Transcribe the data in full, keeping each line exactly as it appears.

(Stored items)
• • • • • • •

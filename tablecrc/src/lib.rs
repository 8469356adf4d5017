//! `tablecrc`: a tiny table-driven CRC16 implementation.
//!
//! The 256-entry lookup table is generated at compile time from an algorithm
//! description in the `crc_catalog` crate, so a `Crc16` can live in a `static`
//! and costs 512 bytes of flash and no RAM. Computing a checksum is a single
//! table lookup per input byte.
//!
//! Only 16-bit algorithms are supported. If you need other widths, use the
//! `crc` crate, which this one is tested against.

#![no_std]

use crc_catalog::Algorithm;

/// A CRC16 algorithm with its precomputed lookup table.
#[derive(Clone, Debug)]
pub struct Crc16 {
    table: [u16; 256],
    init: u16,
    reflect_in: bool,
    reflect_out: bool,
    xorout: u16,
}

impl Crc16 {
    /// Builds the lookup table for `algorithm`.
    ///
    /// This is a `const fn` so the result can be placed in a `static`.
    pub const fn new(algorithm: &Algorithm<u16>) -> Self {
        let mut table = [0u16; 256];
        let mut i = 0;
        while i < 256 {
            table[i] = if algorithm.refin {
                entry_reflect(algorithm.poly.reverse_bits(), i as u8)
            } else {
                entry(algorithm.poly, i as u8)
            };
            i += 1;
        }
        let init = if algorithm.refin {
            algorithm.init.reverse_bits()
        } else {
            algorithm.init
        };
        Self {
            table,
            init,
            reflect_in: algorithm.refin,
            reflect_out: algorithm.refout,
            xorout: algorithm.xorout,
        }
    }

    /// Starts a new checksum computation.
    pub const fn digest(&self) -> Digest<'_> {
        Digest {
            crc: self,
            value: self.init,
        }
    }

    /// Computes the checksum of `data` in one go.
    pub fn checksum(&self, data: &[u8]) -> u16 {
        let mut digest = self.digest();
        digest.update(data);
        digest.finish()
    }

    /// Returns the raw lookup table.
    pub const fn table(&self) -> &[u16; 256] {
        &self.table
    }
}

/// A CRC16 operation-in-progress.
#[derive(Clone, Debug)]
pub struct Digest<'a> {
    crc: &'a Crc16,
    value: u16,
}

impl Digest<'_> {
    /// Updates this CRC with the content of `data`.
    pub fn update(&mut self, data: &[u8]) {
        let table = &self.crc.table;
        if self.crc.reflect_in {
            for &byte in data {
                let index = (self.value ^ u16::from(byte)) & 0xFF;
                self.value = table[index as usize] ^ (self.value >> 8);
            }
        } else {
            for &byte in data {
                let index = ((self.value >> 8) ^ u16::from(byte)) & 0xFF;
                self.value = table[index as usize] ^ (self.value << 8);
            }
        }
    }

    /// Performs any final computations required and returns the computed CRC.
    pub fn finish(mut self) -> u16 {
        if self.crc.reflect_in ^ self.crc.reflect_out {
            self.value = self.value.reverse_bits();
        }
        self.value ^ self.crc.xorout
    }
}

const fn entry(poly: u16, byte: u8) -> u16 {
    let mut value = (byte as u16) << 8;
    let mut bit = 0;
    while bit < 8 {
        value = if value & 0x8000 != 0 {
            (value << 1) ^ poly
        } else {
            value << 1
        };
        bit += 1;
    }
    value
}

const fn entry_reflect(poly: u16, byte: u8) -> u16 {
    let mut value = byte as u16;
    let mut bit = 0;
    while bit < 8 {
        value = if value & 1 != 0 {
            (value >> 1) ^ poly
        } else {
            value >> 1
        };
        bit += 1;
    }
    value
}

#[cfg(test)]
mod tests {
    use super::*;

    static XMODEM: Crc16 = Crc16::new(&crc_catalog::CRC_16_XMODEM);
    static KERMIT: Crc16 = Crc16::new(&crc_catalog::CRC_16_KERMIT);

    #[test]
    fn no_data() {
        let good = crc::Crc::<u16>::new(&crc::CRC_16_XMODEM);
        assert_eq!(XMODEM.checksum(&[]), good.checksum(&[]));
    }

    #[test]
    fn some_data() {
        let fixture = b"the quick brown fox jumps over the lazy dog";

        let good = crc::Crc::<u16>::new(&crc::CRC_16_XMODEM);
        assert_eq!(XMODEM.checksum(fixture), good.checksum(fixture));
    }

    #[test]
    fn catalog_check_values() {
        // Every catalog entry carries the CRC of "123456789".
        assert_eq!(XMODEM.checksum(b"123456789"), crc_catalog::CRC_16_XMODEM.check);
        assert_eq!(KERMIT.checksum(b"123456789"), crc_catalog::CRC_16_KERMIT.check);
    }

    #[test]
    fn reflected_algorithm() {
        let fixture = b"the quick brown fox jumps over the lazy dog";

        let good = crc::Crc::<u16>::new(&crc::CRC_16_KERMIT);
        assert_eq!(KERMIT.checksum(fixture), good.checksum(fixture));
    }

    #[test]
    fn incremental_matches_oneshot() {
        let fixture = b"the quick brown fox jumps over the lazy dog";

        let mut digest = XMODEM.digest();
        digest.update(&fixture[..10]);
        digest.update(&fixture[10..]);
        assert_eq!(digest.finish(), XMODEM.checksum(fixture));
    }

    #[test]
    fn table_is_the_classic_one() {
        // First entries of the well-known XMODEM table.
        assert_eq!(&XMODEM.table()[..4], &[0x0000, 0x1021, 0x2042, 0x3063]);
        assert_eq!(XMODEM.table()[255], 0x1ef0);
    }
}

• • • • • • •

## Problem solution
filename tablecrc/src/lib.rs
repository 8469356adf4d5017
//! `tablecrc`: a tiny table-driven CRC16 implementation.
//!
//! The 256-entry lookup table is generated at compile time from an algorithm
//! description in the `crc_catalog` crate, so a `Crc16` can live in a `static`
//! and costs 512 bytes of flash and no RAM. Computing a checksum is a single
//! table lookup per input byte.
//!
//! Only 16-bit algorithms are supported. If you need other widths, use the
//! `crc` crate, which this one is tested against.

#![no_std]

use crc_catalog::Algorithm;

/// A CRC16 algorithm with its precomputed lookup table.
#[derive(Clone, Debug)]
pub struct Crc16 {
    table: [u16; 256],
    init: u16,
    reflect_in: bool,
    reflect_out: bool,
    xorout: u16,
}

impl Crc16 {
    /// Builds the lookup table for `algorithm`.
    ///
    /// This is a `const fn` so the result can be placed in a `static`.
    pub const fn new(algorithm: &Algorithm<u16>) -> Self {
        let mut table = [0u16; 256];
        let mut i = 0;
        while i < 256 {
            table[i] = if algorithm.refin {
                entry_reflect(algorithm.poly.reverse_bits(), i as u8)
            } else {
                entry(algorithm.poly, i as u8)
            };
            i += 1;
        }
        let init = if algorithm.refin {
            algorithm.init.reverse_bits()
        } else {
            algorithm.init
        };
        Self {
            table,
            init,
            reflect_in: algorithm.refin,
            reflect_out: algorithm.refout,
            xorout: algorithm.xorout,
        }
    }

    /// Starts a new checksum computation.
    pub const fn digest(&self) -> Digest<'_> {
        Digest {
            crc: self,
            value: self.init,
        }
    }

    /// Computes the checksum of `data` in one go.
    pub fn checksum(&self, data: &[u8]) -> u16 {
        let mut digest = self.digest();
        digest.update(data);
        digest.finish()
    }

    /// Returns the raw lookup table.
    pub const fn table(&self) -> &[u16; 256] {
        &self.table
    }
}

/// A CRC16 operation-in-progress.
#[derive(Clone, Debug)]
pub struct Digest<'a> {
    crc: &'a Crc16,
    value: u16,
}

impl Digest<'_> {
    /// Updates this CRC with the content of `data`.
    pub fn update(&mut self, data: &[u8]) {
        let table = &self.crc.table;
        if self.crc.reflect_in {
            for &byte in data {
                let index = (self.value ^ u16::from(byte)) & 0xFF;
                self.value = table[index as usize] ^ (self.value >> 8);
            }
        } else {
            for &byte in data {
                let index = ((self.value >> 8) ^ u16::from(byte)) & 0xFF;
                self.value = table[index as usize] ^ (self.value << 8);
            }
        }
    }

    /// Performs any final computations required and returns the computed CRC.
    pub fn finish(mut self) -> u16 {
        if self.crc.reflect_in ^ self.crc.reflect_out {
            self.value = self.value.reverse_bits();
        }
        self.value ^ self.crc.xorout
    }
}

const fn entry(poly: u16, byte: u8) -> u16 {
    let mut value = (byte as u16) << 8;
    let mut bit = 0;
    while bit < 8 {
        value = if value & 0x8000 != 0 {
            (value << 1) ^ poly
        } else {
            value << 1
        };
        bit += 1;
    }
    value
}

const fn entry_reflect(poly: u16, byte: u8) -> u16 {
    let mut value = byte as u16;
    let mut bit = 0;
    while bit < 8 {
        value = if value & 1 != 0 {
            (value >> 1) ^ poly
        } else {
            value >> 1
        };
        bit += 1;
    }
    value
}

#[cfg(test)]
mod tests {
    use super::*;

    static XMODEM: Crc16 = Crc16::new(&crc_catalog::CRC_16_XMODEM);
    static KERMIT: Crc16 = Crc16::new(&crc_catalog::CRC_16_KERMIT);

    #[test]
    fn no_data() {
        let good = crc::Crc::<u16>::new(&crc::CRC_16_XMODEM);
        assert_eq!(XMODEM.checksum(&[]), good.checksum(&[]));
    }

    #[test]
    fn some_data() {
        let fixture = b"the quick brown fox jumps over the lazy dog";

        let good = crc::Crc::<u16>::new(&crc::CRC_16_XMODEM);
        assert_eq!(XMODEM.checksum(fixture), good.checksum(fixture));
    }

    #[test]
    fn catalog_check_values() {
        // Every catalog entry carries the CRC of "123456789".
        assert_eq!(XMODEM.checksum(b"123456789"), crc_catalog::CRC_16_XMODEM.check);
        assert_eq!(KERMIT.checksum(b"123456789"), crc_catalog::CRC_16_KERMIT.check);
    }

    #[test]
    fn reflected_algorithm() {
        let fixture = b"the quick brown fox jumps over the lazy dog";

        let good = crc::Crc::<u16>::new(&crc::CRC_16_KERMIT);
        assert_eq!(KERMIT.checksum(fixture), good.checksum(fixture));
    }

    #[test]
    fn incremental_matches_oneshot() {
        let fixture = b"the quick brown fox jumps over the lazy dog";

        let mut digest = XMODEM.digest();
        digest.update(&fixture[..10]);
        digest.update(&fixture[10..]);
        assert_eq!(digest.finish(), XMODEM.checksum(fixture));
    }

    #[test]
    fn table_is_the_classic_one() {
        // First entries of the well-known XMODEM table.
        assert_eq!(&XMODEM.table()[..4], &[0x0000, 0x1021, 0x2042, 0x3063]);
        assert_eq!(XMODEM.table()[255], 0x1ef0);
    }
}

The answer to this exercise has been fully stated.